impl DateFilter {
    fn parse_bound(value: Option<&Value>) -> Result<Option<i64>> {
        match value {
            None | Some(Value::Null) => Ok(None),
            Some(Value::String(text)) if text.trim().is_empty() => Ok(None),
            Some(Value::String(text)) => text
                .trim()
                .parse::<i64>()
                .map(Some)
                .map_err(|_| Error::validation(DATE_VALUE_MSG)),
            Some(Value::Number(number)) => number
                .as_i64()
                .map(Some)
                .ok_or_else(|| Error::validation(DATE_VALUE_MSG)),
            Some(_) => Err(Error::validation(DATE_VALUE_MSG)),
        }
    }

    pub(crate) fn parse(values: &Value) -> Result<Self> {
        let map = values
            .as_object()
            .ok_or_else(|| Error::validation(DATE_FORMAT_MSG))?;
        if !map.contains_key("date_from") && !map.contains_key("date_to") {
            return Err(Error::validation(DATE_FORMAT_MSG));
        }

        let from = Self::parse_bound(map.get("date_from"))?;
        let to = Self::parse_bound(map.get("date_to"))?;

        if from.is_none() && to.is_none() {
            return Err(Error::validation(DATE_FORMAT_MSG));
        }
        if let (Some(from), Some(to)) = (from, to) {
            if to < from {
                return Err(Error::validation(DATE_ORDER_MSG));
            }
        }

        Ok(Self { from, to })
    }

    /// Match against the artwork's numeric year range.
    ///
    /// With only a lower bound, anything ending or starting at or after it
    /// matches; with only an upper bound, anything starting or ending at
    /// or before it. With both, the artwork's range must intersect the
    /// window or fully contain it. Missing year fields never match the
    /// comparison they are needed for.
    pub(crate) fn matches(&self, artwork: &Artwork) -> bool {
        let start = artwork.date_year_from.map(i64::from);
        let end = artwork.date_year_to.map(i64::from);

        match (self.from, self.to) {
            (Some(from), None) => {
                start.is_some_and(|y| y >= from) || end.is_some_and(|y| y >= from)
            }
            (None, Some(to)) => start.is_some_and(|y| y <= to) || end.is_some_and(|y| y <= to),
            (Some(from), Some(to)) => {
                let start_inside = start.is_some_and(|y| y >= from && y <= to);
                let end_inside = end.is_some_and(|y| y >= from && y <= to);
                let covers_window = start.is_some_and(|y| y <= from) && end.is_some_and(|y| y >= to);
                start_inside || end_inside || covers_window
            }
            (None, None) => false,
        }
    }
}

/// A parsed, ready-to-apply facet filter.
///
/// All values of one facet must hold for an artwork to pass (logical
/// AND), and different facets AND-combine across.
#[derive(Debug)]
pub(crate) enum FacetFilter {
    Title(Vec<RawValue>),
    Artists(Vec<RawValue>),
    PlaceOfProduction(Vec<TreeValue<LocationId>>),
    Location(Vec<TreeValue<LocationId>>),
    Keywords(Vec<TreeValue<KeywordId>>),
    Date(DateFilter),
}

▬▬▬

__Problem to solve__. An exact copy of the lines above between the line holding "numeric year range." and the line holding "start.is_some_and(|y| y >= from)", inclusive, is the whole answer.

__Response__.
    /// Match against the artwork's numeric year range.
    ///
    /// With only a lower bound, anything ending or starting at or after it
    /// matches; with only an upper bound, anything starting or ending at
    /// or before it. With both, the artwork's range must intersect the
    /// window or fully contain it. Missing year fields never match the
    /// comparison they are needed for.
    pub(crate) fn matches(&self, artwork: &Artwork) -> bool {
        let start = artwork.date_year_from.map(i64::from);
        let end = artwork.date_year_to.map(i64::from);

        match (self.from, self.to) {
            (Some(from), None) => {
                start.is_some_and(|y| y >= from) || end.is_some_and(|y| y >= from)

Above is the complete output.